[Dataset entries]
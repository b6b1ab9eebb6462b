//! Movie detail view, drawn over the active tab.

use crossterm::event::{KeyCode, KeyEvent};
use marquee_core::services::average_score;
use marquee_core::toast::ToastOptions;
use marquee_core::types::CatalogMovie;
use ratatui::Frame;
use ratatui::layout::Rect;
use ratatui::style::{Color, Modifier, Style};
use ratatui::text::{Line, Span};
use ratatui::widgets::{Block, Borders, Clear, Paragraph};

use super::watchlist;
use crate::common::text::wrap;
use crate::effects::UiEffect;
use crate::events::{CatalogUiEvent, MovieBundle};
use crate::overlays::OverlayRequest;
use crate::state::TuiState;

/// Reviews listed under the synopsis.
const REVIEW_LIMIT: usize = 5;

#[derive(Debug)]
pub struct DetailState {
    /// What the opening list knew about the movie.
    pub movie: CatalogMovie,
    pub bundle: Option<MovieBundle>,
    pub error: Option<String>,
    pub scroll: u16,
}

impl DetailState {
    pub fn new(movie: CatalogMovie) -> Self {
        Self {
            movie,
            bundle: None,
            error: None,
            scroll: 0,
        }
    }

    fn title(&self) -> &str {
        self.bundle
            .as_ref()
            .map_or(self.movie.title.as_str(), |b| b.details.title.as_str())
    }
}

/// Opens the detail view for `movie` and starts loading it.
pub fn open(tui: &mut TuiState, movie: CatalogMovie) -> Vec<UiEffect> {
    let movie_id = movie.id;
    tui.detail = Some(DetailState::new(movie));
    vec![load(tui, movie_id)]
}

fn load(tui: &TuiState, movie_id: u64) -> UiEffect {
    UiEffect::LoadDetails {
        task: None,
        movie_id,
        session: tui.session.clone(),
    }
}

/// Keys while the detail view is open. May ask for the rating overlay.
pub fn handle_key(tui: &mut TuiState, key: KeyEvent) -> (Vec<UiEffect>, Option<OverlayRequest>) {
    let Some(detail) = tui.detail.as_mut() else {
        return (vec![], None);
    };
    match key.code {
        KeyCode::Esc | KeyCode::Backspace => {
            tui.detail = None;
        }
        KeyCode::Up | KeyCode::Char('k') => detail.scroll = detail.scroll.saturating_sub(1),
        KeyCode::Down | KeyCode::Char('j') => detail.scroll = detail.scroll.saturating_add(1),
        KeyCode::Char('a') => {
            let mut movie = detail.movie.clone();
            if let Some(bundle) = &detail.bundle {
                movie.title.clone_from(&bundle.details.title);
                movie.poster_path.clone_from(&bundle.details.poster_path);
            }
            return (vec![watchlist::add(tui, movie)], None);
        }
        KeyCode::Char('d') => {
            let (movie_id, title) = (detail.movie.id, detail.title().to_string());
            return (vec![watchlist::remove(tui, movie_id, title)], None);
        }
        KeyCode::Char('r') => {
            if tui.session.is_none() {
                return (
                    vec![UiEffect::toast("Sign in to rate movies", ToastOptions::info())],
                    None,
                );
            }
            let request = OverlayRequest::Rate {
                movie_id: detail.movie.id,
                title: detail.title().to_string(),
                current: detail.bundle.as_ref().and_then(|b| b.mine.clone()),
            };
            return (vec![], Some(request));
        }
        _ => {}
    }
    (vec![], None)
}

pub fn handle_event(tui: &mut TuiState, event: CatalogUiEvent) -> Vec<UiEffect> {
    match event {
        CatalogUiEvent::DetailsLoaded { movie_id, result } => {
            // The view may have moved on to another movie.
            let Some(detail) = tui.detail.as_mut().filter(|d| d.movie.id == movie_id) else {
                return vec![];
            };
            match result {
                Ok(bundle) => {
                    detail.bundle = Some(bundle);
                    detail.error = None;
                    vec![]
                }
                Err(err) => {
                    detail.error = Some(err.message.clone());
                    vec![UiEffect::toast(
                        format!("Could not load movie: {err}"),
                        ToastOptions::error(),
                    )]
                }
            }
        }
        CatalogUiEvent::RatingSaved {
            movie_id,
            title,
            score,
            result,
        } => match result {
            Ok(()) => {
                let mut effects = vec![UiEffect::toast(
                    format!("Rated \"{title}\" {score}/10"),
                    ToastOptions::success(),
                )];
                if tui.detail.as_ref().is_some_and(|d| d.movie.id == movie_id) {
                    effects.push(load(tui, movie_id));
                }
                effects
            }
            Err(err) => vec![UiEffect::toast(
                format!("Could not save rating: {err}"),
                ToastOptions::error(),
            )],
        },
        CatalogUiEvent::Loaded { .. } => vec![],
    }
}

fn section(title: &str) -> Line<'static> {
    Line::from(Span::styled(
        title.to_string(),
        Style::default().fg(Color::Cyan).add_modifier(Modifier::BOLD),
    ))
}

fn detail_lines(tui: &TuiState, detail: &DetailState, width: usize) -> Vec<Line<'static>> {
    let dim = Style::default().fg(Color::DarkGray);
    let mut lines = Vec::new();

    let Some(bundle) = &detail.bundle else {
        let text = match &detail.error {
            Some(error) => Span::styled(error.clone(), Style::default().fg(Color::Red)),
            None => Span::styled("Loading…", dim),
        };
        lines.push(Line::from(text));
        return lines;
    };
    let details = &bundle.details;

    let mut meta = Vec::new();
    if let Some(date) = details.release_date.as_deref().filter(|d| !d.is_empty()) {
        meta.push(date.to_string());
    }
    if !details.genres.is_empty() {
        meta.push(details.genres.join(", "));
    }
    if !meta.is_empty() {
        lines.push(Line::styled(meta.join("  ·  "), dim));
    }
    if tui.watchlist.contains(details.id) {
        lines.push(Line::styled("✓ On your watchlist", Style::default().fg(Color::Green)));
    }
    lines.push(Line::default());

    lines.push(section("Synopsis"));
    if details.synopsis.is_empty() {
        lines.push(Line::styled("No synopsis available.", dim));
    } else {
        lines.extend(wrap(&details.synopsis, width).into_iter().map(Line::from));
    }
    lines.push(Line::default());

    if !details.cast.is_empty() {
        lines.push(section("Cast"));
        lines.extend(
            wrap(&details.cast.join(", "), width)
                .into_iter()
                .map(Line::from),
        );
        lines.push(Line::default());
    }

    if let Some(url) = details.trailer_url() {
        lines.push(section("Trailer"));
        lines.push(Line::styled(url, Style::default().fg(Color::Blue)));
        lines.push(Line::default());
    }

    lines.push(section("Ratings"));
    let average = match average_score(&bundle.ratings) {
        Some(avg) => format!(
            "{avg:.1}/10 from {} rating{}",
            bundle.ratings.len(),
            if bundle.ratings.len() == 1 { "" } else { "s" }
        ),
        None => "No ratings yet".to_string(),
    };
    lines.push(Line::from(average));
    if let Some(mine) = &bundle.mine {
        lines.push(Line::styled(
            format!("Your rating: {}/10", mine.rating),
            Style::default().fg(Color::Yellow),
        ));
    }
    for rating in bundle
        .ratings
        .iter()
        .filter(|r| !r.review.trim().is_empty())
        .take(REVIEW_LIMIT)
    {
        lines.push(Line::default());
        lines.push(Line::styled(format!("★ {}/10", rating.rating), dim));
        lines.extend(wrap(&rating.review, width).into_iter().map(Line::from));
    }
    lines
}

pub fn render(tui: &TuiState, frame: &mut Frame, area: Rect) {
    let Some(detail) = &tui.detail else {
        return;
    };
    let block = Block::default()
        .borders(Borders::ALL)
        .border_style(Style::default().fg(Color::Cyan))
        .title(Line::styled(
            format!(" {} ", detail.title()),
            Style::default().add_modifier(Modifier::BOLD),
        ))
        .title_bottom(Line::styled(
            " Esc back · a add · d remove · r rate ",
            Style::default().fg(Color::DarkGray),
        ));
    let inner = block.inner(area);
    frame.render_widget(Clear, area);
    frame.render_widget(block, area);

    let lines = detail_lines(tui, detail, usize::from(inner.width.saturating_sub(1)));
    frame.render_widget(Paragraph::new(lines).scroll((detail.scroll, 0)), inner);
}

* * *

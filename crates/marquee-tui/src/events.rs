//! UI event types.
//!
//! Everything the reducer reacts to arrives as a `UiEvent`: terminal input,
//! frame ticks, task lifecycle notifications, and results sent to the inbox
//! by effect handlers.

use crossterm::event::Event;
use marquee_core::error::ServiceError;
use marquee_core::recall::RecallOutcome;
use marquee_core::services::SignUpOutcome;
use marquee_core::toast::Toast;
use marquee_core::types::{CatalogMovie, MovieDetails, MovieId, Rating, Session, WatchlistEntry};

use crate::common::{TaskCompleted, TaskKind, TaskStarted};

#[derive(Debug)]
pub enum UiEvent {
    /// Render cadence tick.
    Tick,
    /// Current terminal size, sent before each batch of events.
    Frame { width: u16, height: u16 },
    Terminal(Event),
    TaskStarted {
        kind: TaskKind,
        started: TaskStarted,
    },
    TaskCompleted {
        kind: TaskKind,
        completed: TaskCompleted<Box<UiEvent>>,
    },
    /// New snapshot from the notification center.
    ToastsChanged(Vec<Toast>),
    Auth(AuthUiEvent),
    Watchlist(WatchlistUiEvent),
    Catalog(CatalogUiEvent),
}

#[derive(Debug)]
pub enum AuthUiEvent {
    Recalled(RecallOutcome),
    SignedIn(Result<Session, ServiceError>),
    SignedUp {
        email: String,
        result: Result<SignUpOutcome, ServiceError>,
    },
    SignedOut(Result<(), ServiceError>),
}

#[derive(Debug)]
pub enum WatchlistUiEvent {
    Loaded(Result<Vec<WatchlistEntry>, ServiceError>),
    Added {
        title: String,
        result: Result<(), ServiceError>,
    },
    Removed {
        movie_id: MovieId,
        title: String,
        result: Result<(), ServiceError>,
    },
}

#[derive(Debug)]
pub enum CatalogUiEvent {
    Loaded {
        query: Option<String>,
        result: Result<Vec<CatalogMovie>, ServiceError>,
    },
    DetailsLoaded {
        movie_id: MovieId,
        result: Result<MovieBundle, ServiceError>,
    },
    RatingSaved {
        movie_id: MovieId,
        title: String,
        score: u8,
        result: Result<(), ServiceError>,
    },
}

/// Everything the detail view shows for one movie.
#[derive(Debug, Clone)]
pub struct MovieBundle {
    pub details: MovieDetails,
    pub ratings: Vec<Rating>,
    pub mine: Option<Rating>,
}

...

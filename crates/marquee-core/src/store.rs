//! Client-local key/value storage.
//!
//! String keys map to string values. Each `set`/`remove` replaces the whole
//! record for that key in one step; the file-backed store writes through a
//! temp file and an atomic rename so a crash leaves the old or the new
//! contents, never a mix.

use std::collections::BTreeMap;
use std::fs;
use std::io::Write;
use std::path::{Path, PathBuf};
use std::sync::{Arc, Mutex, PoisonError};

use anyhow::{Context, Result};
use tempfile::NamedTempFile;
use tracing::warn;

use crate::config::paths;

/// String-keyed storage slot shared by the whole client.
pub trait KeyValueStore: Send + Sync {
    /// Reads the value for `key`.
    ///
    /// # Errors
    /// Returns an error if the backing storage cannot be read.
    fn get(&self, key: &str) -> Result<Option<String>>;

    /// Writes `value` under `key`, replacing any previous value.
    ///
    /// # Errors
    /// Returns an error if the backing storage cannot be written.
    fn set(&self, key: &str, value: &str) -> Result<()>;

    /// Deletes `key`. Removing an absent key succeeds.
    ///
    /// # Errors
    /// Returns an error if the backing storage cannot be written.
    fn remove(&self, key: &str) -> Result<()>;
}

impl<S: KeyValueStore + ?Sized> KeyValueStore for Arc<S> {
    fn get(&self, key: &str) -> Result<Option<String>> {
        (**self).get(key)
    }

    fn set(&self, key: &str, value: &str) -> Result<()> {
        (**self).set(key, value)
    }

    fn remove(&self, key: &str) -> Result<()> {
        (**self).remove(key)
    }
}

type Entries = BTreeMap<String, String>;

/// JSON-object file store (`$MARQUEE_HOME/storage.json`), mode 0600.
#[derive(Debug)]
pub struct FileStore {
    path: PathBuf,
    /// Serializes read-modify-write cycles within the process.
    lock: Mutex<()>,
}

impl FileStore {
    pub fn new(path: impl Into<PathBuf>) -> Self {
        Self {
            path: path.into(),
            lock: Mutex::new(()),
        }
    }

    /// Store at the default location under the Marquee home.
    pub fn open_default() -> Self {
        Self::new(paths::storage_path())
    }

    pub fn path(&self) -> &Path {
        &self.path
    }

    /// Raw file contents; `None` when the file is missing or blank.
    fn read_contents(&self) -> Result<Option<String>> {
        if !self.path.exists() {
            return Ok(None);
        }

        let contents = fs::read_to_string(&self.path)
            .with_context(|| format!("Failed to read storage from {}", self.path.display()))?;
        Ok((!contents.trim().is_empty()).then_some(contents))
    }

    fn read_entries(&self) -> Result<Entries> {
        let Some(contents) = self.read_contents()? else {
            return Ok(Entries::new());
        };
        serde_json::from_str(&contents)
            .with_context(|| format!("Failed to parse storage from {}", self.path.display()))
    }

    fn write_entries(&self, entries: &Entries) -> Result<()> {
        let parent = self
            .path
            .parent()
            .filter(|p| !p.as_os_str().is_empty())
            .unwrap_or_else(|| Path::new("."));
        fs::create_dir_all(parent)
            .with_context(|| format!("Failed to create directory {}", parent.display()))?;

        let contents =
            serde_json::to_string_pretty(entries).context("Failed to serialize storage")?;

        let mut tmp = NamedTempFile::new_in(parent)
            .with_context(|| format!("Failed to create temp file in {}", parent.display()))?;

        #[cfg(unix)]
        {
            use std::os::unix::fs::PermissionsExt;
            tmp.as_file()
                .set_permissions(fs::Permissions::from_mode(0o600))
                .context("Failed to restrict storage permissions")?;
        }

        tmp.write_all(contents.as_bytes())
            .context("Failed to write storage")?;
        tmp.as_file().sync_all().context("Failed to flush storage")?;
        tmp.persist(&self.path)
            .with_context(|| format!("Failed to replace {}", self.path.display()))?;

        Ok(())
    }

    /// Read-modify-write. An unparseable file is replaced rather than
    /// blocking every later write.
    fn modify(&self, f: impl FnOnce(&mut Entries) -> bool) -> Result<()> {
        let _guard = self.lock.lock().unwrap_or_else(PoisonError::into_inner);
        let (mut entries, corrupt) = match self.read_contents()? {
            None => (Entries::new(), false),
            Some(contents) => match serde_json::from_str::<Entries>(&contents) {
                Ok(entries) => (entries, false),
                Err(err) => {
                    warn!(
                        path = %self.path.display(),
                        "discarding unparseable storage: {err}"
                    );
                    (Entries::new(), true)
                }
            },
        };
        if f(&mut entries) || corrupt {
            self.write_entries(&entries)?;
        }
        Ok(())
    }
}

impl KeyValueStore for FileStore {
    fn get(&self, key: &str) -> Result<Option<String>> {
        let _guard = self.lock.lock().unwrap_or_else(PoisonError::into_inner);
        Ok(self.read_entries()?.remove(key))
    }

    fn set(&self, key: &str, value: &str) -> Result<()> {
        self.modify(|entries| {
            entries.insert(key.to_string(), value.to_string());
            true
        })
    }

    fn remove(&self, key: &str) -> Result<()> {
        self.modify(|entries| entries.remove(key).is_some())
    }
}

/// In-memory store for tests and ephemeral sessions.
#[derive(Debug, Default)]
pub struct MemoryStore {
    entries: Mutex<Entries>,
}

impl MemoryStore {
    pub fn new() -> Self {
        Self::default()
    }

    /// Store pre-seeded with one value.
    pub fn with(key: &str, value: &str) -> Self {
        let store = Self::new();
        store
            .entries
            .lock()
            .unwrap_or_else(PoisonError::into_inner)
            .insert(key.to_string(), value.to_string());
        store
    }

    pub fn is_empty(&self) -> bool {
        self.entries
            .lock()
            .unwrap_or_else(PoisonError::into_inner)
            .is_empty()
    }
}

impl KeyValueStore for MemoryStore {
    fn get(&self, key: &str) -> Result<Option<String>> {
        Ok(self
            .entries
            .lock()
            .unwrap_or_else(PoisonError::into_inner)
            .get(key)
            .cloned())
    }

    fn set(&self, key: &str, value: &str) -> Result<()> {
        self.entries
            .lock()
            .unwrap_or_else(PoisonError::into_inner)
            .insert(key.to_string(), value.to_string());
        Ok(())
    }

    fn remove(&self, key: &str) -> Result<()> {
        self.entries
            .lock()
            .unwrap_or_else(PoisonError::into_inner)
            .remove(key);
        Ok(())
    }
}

● **Task description**:
Beginning at the line with "fn read_entries(&self) ->" and ending at the line with "to create temp", reproduce each line of the data above exactly, and add no other lines.

● **Answer below**:
    fn read_entries(&self) -> Result<Entries> {
        let Some(contents) = self.read_contents()? else {
            return Ok(Entries::new());
        };
        serde_json::from_str(&contents)
            .with_context(|| format!("Failed to parse storage from {}", self.path.display()))
    }

    fn write_entries(&self, entries: &Entries) -> Result<()> {
        let parent = self
            .path
            .parent()
            .filter(|p| !p.as_os_str().is_empty())
            .unwrap_or_else(|| Path::new("."));
        fs::create_dir_all(parent)
            .with_context(|| format!("Failed to create directory {}", parent.display()))?;

        let contents =
            serde_json::to_string_pretty(entries).context("Failed to serialize storage")?;

        let mut tmp = NamedTempFile::new_in(parent)
            .with_context(|| format!("Failed to create temp file in {}", parent.display()))?;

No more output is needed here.